Comment by jeroenhd

Comment by jeroenhd 5 days ago

6 replies

The data security and rot resilience only goes for systems with ECC memory. Correct data with a faulty checksum will be treated the same as incorrect data with a correct checksum.

Windows has its own extended filesystem through Storage Spaces, with many ZFS features added as lesser used Storage Spaces options, especially when combined with ReFS.

_factor 5 days ago

This has nothing to do with ZFS as a filesystem. It has integrity verification on duplicated raid configurations. If the system memory flips a bit, it will get written to disk like all filesystems. If a bit flips on a disk, however, it can be detected and repaired. Without ECC, your source of truth can corrupt, but this true of any system.

abrookewood 5 days ago

Please stop repeating this, it is incorrect. ECC helps with any system, but it isn't necessary for ZFS checksums to work.

BSDobelix 5 days ago

On zfs there is the ARC (adaptive read cache), on non-zfs systems this "read cache" is called buffer, both reside in memory, so ECC is equally important for both systems.

Rot means changing bits without accessing those bits, and that's ~not possible with zfs, additionally you can enable check-summing IN the ARC (disabled by default), and with that you can say that ECC and "enterprise" quality hardware is even more important for non-ZFS systems.

>Correct data with a faulty checksum will be treated the same as incorrect data with a correct checksum.

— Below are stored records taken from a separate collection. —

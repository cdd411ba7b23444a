//! Shared machinery for placement strategies.
//!
//! Every strategy turns an ordered list of pieces plus a per-piece rotation
//! choice into one [`NestResult`]. [`NestContext`] carries the per-run state
//! (pieces, strip, NFP cache, deadline, cancellation) explicitly, and
//! [`LayoutBuilder`] owns the growing layout: placements, the spatial index
//! and the unplaced list.

use crate::nfp::NfpCache;
use crate::piece::{Piece, RotationVariant};
use crate::spatial_index::{SpatialEntry2D, SpatialIndex2D};
use crate::strip::Strip;
use marker_core::geom::{self, Point, EPS};
use marker_core::{NestResult, Placement, Unplaced};
use std::sync::atomic::{AtomicBool, Ordering};
use std::sync::Arc;
use std::time::Instant;

/// Reason recorded for pieces skipped because the deadline passed.
pub const REASON_TIMEOUT: &str = "time budget exhausted before the piece was placed";

/// Reason recorded for pieces no rotation of which fits across the strip.
pub const REASON_TOO_WIDE: &str = "wider than the strip under every allowed rotation";

/// Per-piece rotation constraint handed to a strategy.
#[derive(Debug, Clone, Copy, PartialEq, Eq)]
pub enum RotationChoice {
    /// Try every variant that fits and keep the best position.
    Any,
    /// Use this variant; fall back to the fitting variants if it is too wide.
    Fixed(usize),
}

/// Explicit state for one nesting run, shared read-only by every strategy.
pub struct NestContext<'a> {
    /// Valid pieces; orders and rotation choices index into this slice.
    pub pieces: &'a [Piece],
    /// The strip being filled.
    pub strip: Strip,
    /// NFP memoization for this run.
    pub cache: &'a NfpCache,
    /// Wall-clock deadline, if any.
    pub deadline: Option<Instant>,
    /// Cancellation flag.
    pub cancelled: Arc<AtomicBool>,
    /// Pieces rejected before nesting; copied into every layout.
    pub rejected: &'a [Unplaced],
}

impl<'a> NestContext<'a> {
    /// Creates a context without deadline or pre-rejected pieces.
    pub fn new(pieces: &'a [Piece], strip: Strip, cache: &'a NfpCache) -> Self {
        Self {
            pieces,
            strip,
            cache,
            deadline: None,
            cancelled: Arc::new(AtomicBool::new(false)),
            rejected: &[],
        }
    }

    /// Sets the deadline.
    pub fn with_deadline(mut self, deadline: Option<Instant>) -> Self {
        self.deadline = deadline;
        self
    }

    /// Shares an existing cancellation flag.
    pub fn with_cancel_flag(mut self, cancelled: Arc<AtomicBool>) -> Self {
        self.cancelled = cancelled;
        self
    }

    /// Sets the pieces rejected before nesting.
    pub fn with_rejected(mut self, rejected: &'a [Unplaced]) -> Self {
        self.rejected = rejected;
        self
    }

    /// Returns true once the deadline has passed or the run was cancelled.
    pub fn expired(&self) -> bool {
        self.cancelled.load(Ordering::Relaxed)
            || self.deadline.map_or(false, |d| Instant::now() >= d)
    }

    /// `Any` for every piece.
    pub fn any_rotation(&self) -> Vec<RotationChoice> {
        vec![RotationChoice::Any; self.pieces.len()]
    }

    /// Identity order over all pieces.
    pub fn identity_order(&self) -> Vec<usize> {
        (0..self.pieces.len()).collect()
    }

    /// Variants a strategy may use for `piece` under `choice`.
    pub fn candidate_variants(&self, piece: &Piece, choice: RotationChoice) -> Vec<usize> {
        let usable = self.strip.usable_width();
        if let RotationChoice::Fixed(i) = choice {
            if let Some(v) = piece.variant(i) {
                if v.width <= usable + EPS {
                    return vec![i];
                }
            }
        }
        piece.fitting_variants(usable).collect()
    }
}

/// A layout-producing placement strategy.
pub trait PlacementStrategy: Send + Sync {
    /// Short name recorded on the result.
    fn name(&self) -> String;

    /// Places `order` (indices into `ctx.pieces`) on the strip.
    ///
    /// `rotations[i]` constrains piece `i`. Pieces that cannot be placed are
    /// reported as unplaced; the strategy never fails.
    fn place(
        &self,
        ctx: &NestContext<'_>,
        order: &[usize],
        rotations: &[RotationChoice],
    ) -> NestResult;
}

/// A scored position for one variant of one piece.
#[derive(Debug, Clone, Copy, PartialEq)]
pub struct Candidate {
    /// Reference-point x.
    pub x: f64,
    /// Reference-point y.
    pub y: f64,
    /// Variant index.
    pub variant: usize,
    /// Top edge of the placed variant.
    pub top: f64,
}

impl Candidate {
    /// Creates a candidate for a variant placed at `(x, y)`.
    pub fn new(x: f64, y: f64, variant: usize, height: f64) -> Self {
        Self {
            x,
            y,
            variant,
            top: y + height,
        }
    }

    /// Lowest y, then lowest x, then lowest top edge. Strict, so on a full
    /// tie the candidate seen first is kept.
    pub fn is_better_than(&self, other: &Candidate) -> bool {
        if (self.y - other.y).abs() > EPS {
            return self.y < other.y;
        }
        if (self.x - other.x).abs() > EPS {
            return self.x < other.x;
        }
        self.top < other.top - EPS
    }
}

/// Keeps `candidate` if it beats the current best.
pub fn keep_best(best: &mut Option<Candidate>, candidate: Candidate) {
    match best {
        Some(current) if !candidate.is_better_than(current) => {}
        _ => *best = Some(candidate),
    }
}

/// Growing layout with collision checks against everything placed so far.
pub struct LayoutBuilder<'c, 'a> {
    ctx: &'c NestContext<'a>,
    placements: Vec<Placement>,
    /// Index into `ctx.pieces` for each placement slot.
    slots: Vec<usize>,
    index: SpatialIndex2D,
    unplaced: Vec<Unplaced>,
    top: f64,
    timed_out: bool,
}

impl<'c, 'a> LayoutBuilder<'c, 'a> {
    /// Creates an empty layout.
    pub fn new(ctx: &'c NestContext<'a>) -> Self {
        Self {
            ctx,
            placements: Vec::new(),
            slots: Vec::new(),
            index: SpatialIndex2D::new(),
            unplaced: Vec::new(),
            top: 0.0,
            timed_out: false,
        }
    }

    /// The run context.
    pub fn ctx(&self) -> &'c NestContext<'a> {
        self.ctx
    }

    /// Placements made so far.
    pub fn placements(&self) -> &[Placement] {
        &self.placements
    }

    /// Piece and variant behind each placement.
    pub fn placed_variants(&self) -> impl Iterator<Item = (&Placement, &'a Piece)> + '_ {
        let pieces = self.ctx.pieces;
        self.placements
            .iter()
            .zip(&self.slots)
            .map(move |(p, &slot)| (p, &pieces[slot]))
    }

    /// Highest Y reached so far (0 when empty).
    pub fn top(&self) -> f64 {
        self.top
    }

    /// Returns true if `polygon` would overlap or crowd any placed piece.
    pub fn collides(&self, polygon: &[Point]) -> bool {
        let gap = self.ctx.strip.spacing();
        let aabb = geom::bbox(polygon);
        self.index
            .get_potential_collisions(&aabb, gap)
            .into_iter()
            .any(|slot| geom::violates_clearance(polygon, &self.placements[slot].polygon, gap))
    }

    /// Returns true if `polygon` lies inside the strip and clear of every placed piece.
    pub fn fits(&self, polygon: &[Point]) -> bool {
        self.ctx.strip.contains_box(&geom::bbox(polygon)) && !self.collides(polygon)
    }

    /// Returns true if the variant can go at `(x, y)`.
    pub fn fits_at(&self, variant: &RotationVariant, x: f64, y: f64) -> bool {
        self.fits(&geom::translate(&variant.polygon, x, y))
    }

    /// Places a variant of `ctx.pieces[slot]` at `(x, y)`.
    pub fn place(&mut self, slot: usize, variant_index: usize, x: f64, y: f64) {
        let ctx = self.ctx;
        let piece = &ctx.pieces[slot];
        let Some(variant) = piece.variant(variant_index) else {
            self.reject(slot, "rotation variant out of range");
            return;
        };
        let placement = Placement::new(
            piece.id(),
            variant.angle,
            variant_index,
            x,
            y,
            &variant.polygon,
        );
        self.top = self.top.max(placement.top());
        self.index
            .insert(SpatialEntry2D::from_placement(self.placements.len(), &placement));
        self.placements.push(placement);
        self.slots.push(slot);
    }

    /// Places the winning candidate.
    pub fn place_candidate(&mut self, slot: usize, candidate: &Candidate) {
        self.place(slot, candidate.variant, candidate.x, candidate.y);
    }

    /// Records a piece as unplaced.
    pub fn reject(&mut self, slot: usize, reason: impl Into<String>) {
        let id = self.ctx.pieces[slot].id();
        self.unplaced.push(Unplaced::new(id, reason));
    }

    /// Checks the deadline. Once expired, every remaining piece is marked
    /// unplaced and true is returned.
    pub fn stop_if_expired(&mut self, remaining: &[usize]) -> bool {
        if !self.ctx.expired() {
            return false;
        }
        if !self.timed_out {
            log::warn!(
                "time budget exhausted with {} pieces left to place",
                remaining.len()
            );
        }
        self.timed_out = true;
        for &slot in remaining {
            self.reject(slot, REASON_TIMEOUT);
        }
        true
    }

    /// Finishes the layout.
    pub fn finish(self, strategy: impl Into<String>) -> NestResult {
        let mut unplaced = self.ctx.rejected.to_vec();
        unplaced.extend(self.unplaced);
        let mut result =
            NestResult::from_placements(self.placements, self.ctx.strip.width(), unplaced);
        result.timed_out = self.timed_out;
        result.cancelled = self.ctx.cancelled.load(Ordering::Relaxed);
        result.with_strategy(strategy)
    }
}

/// Walks `order`, calling `place_one` for every piece that has at least one
/// usable variant. Handles the deadline and too-wide pieces uniformly.
pub fn run_in_order<'c, 'a, F>(
    builder: &mut LayoutBuilder<'c, 'a>,
    order: &[usize],
    rotations: &[RotationChoice],
    mut place_one: F,
) where
    F: FnMut(&mut LayoutBuilder<'c, 'a>, usize, &[usize]),
{
    let ctx = builder.ctx();
    for (pos, &slot) in order.iter().enumerate() {
        if builder.stop_if_expired(&order[pos..]) {
            return;
        }
        let choice = rotations.get(slot).copied().unwrap_or(RotationChoice::Any);
        let variants = ctx.candidate_variants(&ctx.pieces[slot], choice);
        if variants.is_empty() {
            builder.reject(slot, REASON_TOO_WIDE);
            continue;
        }
        place_one(builder, slot, &variants);
    }
}

/// Sorts slots by a key, descending, ties in index order.
pub fn order_by_desc<F>(pieces: &[Piece], key: F) -> Vec<usize>
where
    F: Fn(&Piece) -> f64,
{
    let mut order: Vec<usize> = (0..pieces.len()).collect();
    order.sort_by(|&a, &b| {
        key(&pieces[b])
            .partial_cmp(&key(&pieces[a]))
            .unwrap_or(std::cmp::Ordering::Equal)
    });
    order
}

/// Area-, height- and width-descending orderings, with their names.
pub fn seed_orderings(pieces: &[Piece]) -> Vec<(&'static str, Vec<usize>)> {
    vec![
        ("area", order_by_desc(pieces, Piece::area)),
        ("height", order_by_desc(pieces, Piece::height)),
        ("width", order_by_desc(pieces, Piece::width)),
    ]
}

There is no such thing as "correct" data, only a block with a correct checksum, if the checksum is not correct, the block is not ok.

mrb 5 days ago

"data security and rot resilience only goes for systems with ECC memory."

No. Bad HDDs/SSDs or bad SATA cables/ports cause a lot more data corruption than bad RAM. And ZFS will correct these cases even without ECC memory. It's a myth that the data healing properties of ZFS are useless without ECC memory.

  • elseless 5 days ago

    Precisely this. And don’t forget about bugs in virtualization layers/drivers — ZFS can very often save your data in those cases, too.

    • ryao 5 days ago

      I once managed to use ZFS to detect a bit flip on a machine that did not have ECC RAM. All python programs started crashing in libpython.so on my old desktop one day. I thought it was a bug in ZFS, so I started debugging. I compared the in-memory buffer from ARC with the on-disk buffer for libpython.so and found a bit flip. At the time, accessing a snapshot through .zfs would duplicate the buffer in ARC, which made it really easy to compare the in-memory buffer against the on-disk buffer. I was in shock as I did not expect to ever see one in person. Since then, I always insist on my computers having ECC.